§ **Exercise instructions**: A verbatim reproduction of the lines below, from the line containing "fn open_part(output: &mut" through the line containing "let nanos = SystemTime::now()", both ends included, is the whole required output.

Stored data:
*** Block opens ***

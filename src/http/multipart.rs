//! Multipart form data encoding.
//!
//! RFC 7578 `multipart/form-data`. Several files sent under one field name
//! are wrapped in a nested `multipart/mixed` part (RFC 2388 §4.2).
//!
//! # Example
//! ```
//! use fetchnet::http::multipart::{Form, Part};
//!
//! let encoded = Form::new()
//!     .text("username", "user123")
//!     .part("file", Part::bytes("file content").file_name("doc.txt"))
//!     .encode();
//! assert!(encoded.content_type().starts_with("multipart/form-data; boundary="));
//! ```

use bytes::Bytes;
use std::borrow::Cow;
use std::sync::atomic::{AtomicU64, Ordering};

/// A multipart form.
#[derive(Debug, Default)]
pub struct Form {
    fields: Vec<(String, Part)>,
}

/// Output of [`Form::encode`].
#[derive(Debug, Clone)]
pub struct Multipart {
    pub boundary: String,
    pub body: Bytes,
}

impl Multipart {
    /// The request's `Content-Type` header value.
    pub fn content_type(&self) -> String {
        format!("multipart/form-data; boundary={}", self.boundary)
    }
}

impl Form {
    /// Create a new empty form.
    pub fn new() -> Self {
        Self::default()
    }

    /// Add a text field.
    pub fn text(self, name: impl Into<String>, value: impl Into<String>) -> Self {
        self.part(name, Part::text(value.into()))
    }

    /// Add a custom part.
    pub fn part(mut self, name: impl Into<String>, part: Part) -> Self {
        self.fields.push((name.into(), part));
        self
    }

    pub fn is_empty(&self) -> bool {
        self.fields.is_empty()
    }

    /// Encode with a boundary that occurs in no part.
    pub fn encode(self) -> Multipart {
        let entries = group_files(self.fields);
        let boundary = unique_boundary(&entries);

        let mut output = Vec::new();
        for entry in &entries {
            open_part(&mut output, &boundary);
            match entry {
                Entry::Single(name, part) => {
                    output.extend_from_slice(part.format_headers(Some(name), "form-data").as_bytes());
                    output.extend_from_slice(b"\r\n\r\n");
                    output.extend_from_slice(&part.data);
                }
                Entry::Mixed(name, files, inner) => {
                    output.extend_from_slice(
                        format!(
                            "Content-Disposition: form-data; name=\"{}\"\r\nContent-Type: multipart/mixed; boundary={}\r\n\r\n",
                            escape_quotes(name),
                            inner
                        )
                        .as_bytes(),
                    );
                    for file in files {
                        open_part(&mut output, inner);
                        output.extend_from_slice(file.format_headers(None, "file").as_bytes());
                        output.extend_from_slice(b"\r\n\r\n");
                        output.extend_from_slice(&file.data);
                        output.extend_from_slice(b"\r\n");
                    }
                    close(&mut output, inner);
                }
            }
            output.extend_from_slice(b"\r\n");
        }
        close(&mut output, &boundary);
        output.extend_from_slice(b"\r\n");

        Multipart {
            boundary,
            body: Bytes::from(output),
        }
    }
}

/// A part of a multipart form.
#[derive(Debug, Clone)]
pub struct Part {
    data: Bytes,
    content_type: Option<String>,
    file_name: Option<String>,
}

impl Part {
    /// Create a text part. Text parts carry no `Content-Type`.
    pub fn text(value: impl Into<String>) -> Self {
        Self::bytes(value.into())
    }

    /// Create a part from bytes.
    pub fn bytes(data: impl Into<Bytes>) -> Self {
        Self {
            data: data.into(),
            content_type: None,
            file_name: None,
        }
    }

    /// Set the content type.
    pub fn content_type(mut self, mime: impl Into<String>) -> Self {
        self.content_type = Some(mime.into());
        self
    }

    /// Set the file name.
    pub fn file_name(mut self, name: impl Into<String>) -> Self {
        self.file_name = Some(name.into());
        self
    }

    fn is_file(&self) -> bool {
        self.file_name.is_some()
    }

    /// Format the part headers.
    fn format_headers(&self, name: Option<&str>, disposition: &str) -> String {
        let mut header = format!("Content-Disposition: {}", disposition);
        if let Some(name) = name {
            header.push_str(&format!("; name=\"{}\"", escape_quotes(name)));
        }
        if let Some(ref filename) = self.file_name {
            header.push_str(&format!("; filename=\"{}\"", escape_quotes(filename)));
        }
        if let Some(ref mime) = self.content_type {
            header.push_str(&format!("\r\nContent-Type: {}", mime));
        }
        header
    }

    /// Get the data length.
    pub fn len(&self) -> usize {
        self.data.len()
    }

    /// Check if part is empty.
    pub fn is_empty(&self) -> bool {
        self.data.is_empty()
    }
}

enum Entry {
    Single(String, Part),
    /// Field name, its files, and the nested boundary.
    Mixed(String, Vec<Part>, String),
}

/// Fold files sharing a field name into one nested entry at the position of
/// the first of them.
fn group_files(fields: Vec<(String, Part)>) -> Vec<Entry> {
    let mut file_counts = std::collections::HashMap::new();
    for (name, part) in &fields {
        if part.is_file() {
            *file_counts.entry(name.clone()).or_insert(0usize) += 1;
        }
    }

    let mut entries: Vec<Entry> = Vec::with_capacity(fields.len());
    for (name, part) in fields {
        let shared = part.is_file() && file_counts.get(&name).copied().unwrap_or(0) > 1;
        if !shared {
            entries.push(Entry::Single(name, part));
            continue;
        }
        let existing = entries
            .iter_mut()
            .find_map(|e| match e {
                Entry::Mixed(n, files, _) if *n == name => Some(files),
                _ => None,
            });
        match existing {
            Some(files) => files.push(part),
            None => entries.push(Entry::Mixed(name, vec![part], String::new())),
        }
    }

    for idx in 0..entries.len() {
        if let Entry::Mixed(_, files, _) = &entries[idx] {
            let inner = pick_boundary(|b| files.iter().any(|p| contains(&p.data, b)) || mentions(&entries, b));
            if let Entry::Mixed(_, _, slot) = &mut entries[idx] {
                *slot = inner;
            }
        }
    }
    entries
}

fn unique_boundary(entries: &[Entry]) -> String {
    pick_boundary(|b| mentions(entries, b))
}

/// Whether `boundary` occurs anywhere in the encoded content of `entries`.
fn mentions(entries: &[Entry], boundary: &str) -> bool {
    let in_part = |name: Option<&str>, part: &Part| {
        contains(&part.data, boundary)
            || name.is_some_and(|n| n.contains(boundary))
            || part.file_name.as_deref().is_some_and(|f| f.contains(boundary))
    };
    entries.iter().any(|e| match e {
        Entry::Single(name, part) => in_part(Some(name), part),
        Entry::Mixed(name, files, inner) => {
            name.contains(boundary)
                || (!inner.is_empty() && (inner.contains(boundary) || boundary.contains(inner.as_str())))
                || files.iter().any(|p| in_part(None, p))
        }
    })
}

fn pick_boundary(mut collides: impl FnMut(&str) -> bool) -> String {
    loop {
        let boundary = generate_boundary();
        if !collides(&boundary) {
            return boundary;
        }
        tracing::debug!(%boundary, "boundary occurs in payload, regenerating");
    }
}

fn contains(haystack: &[u8], needle: &str) -> bool {
    let needle = needle.as_bytes();
    !needle.is_empty() && haystack.windows(needle.len()).any(|w| w == needle)
}

fn open_part(output: &mut Vec<u8>, boundary: &str) {
    output.extend_from_slice(b"--");
    output.extend_from_slice(boundary.as_bytes());
    output.extend_from_slice(b"\r\n");
}

fn close(output: &mut Vec<u8>, boundary: &str) {
    output.extend_from_slice(b"--");
    output.extend_from_slice(boundary.as_bytes());
    output.extend_from_slice(b"--");
}

/// Escape quotes and backslashes in a string.
fn escape_quotes(s: &str) -> Cow<'_, str> {
    if s.contains('"') || s.contains('\\') || s.contains('\r') || s.contains('\n') {
        Cow::Owned(
            s.replace('\\', "\\\\")
                .replace('"', "\\\"")
                .replace('\r', "\\r")
                .replace('\n', "\\n"),
        )
    } else {
        Cow::Borrowed(s)
    }
}

static BOUNDARY_SEQ: AtomicU64 = AtomicU64::new(0);

/// Generate a boundary string: clock, process id and a sequence number.
fn generate_boundary() -> String {
    use std::time::{SystemTime, UNIX_EPOCH};

    let nanos = SystemTime::now()
        .duration_since(UNIX_EPOCH)
        .unwrap_or_default()
        .as_nanos();
    let seq = BOUNDARY_SEQ.fetch_add(1, Ordering::Relaxed);

    // Mix the sequence into the clock so back-to-back calls differ.
    let mixed = (nanos as u64) ^ seq.wrapping_mul(0x9E37_79B9_7F4A_7C15);
    format!("----fetchnet-{:016x}{:08x}{:04x}", mixed, std::process::id(), seq & 0xffff)
}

*** Block closes ***

§ **Response area**:
fn open_part(output: &mut Vec<u8>, boundary: &str) {
    output.extend_from_slice(b"--");
    output.extend_from_slice(boundary.as_bytes());
    output.extend_from_slice(b"\r\n");
}

fn close(output: &mut Vec<u8>, boundary: &str) {
    output.extend_from_slice(b"--");
    output.extend_from_slice(boundary.as_bytes());
    output.extend_from_slice(b"--");
}

/// Escape quotes and backslashes in a string.
fn escape_quotes(s: &str) -> Cow<'_, str> {
    if s.contains('"') || s.contains('\\') || s.contains('\r') || s.contains('\n') {
        Cow::Owned(
            s.replace('\\', "\\\\")
                .replace('"', "\\\"")
                .replace('\r', "\\r")
                .replace('\n', "\\n"),
        )
    } else {
        Cow::Borrowed(s)
    }
}

static BOUNDARY_SEQ: AtomicU64 = AtomicU64::new(0);

/// Generate a boundary string: clock, process id and a sequence number.
fn generate_boundary() -> String {
    use std::time::{SystemTime, UNIX_EPOCH};

    let nanos = SystemTime::now()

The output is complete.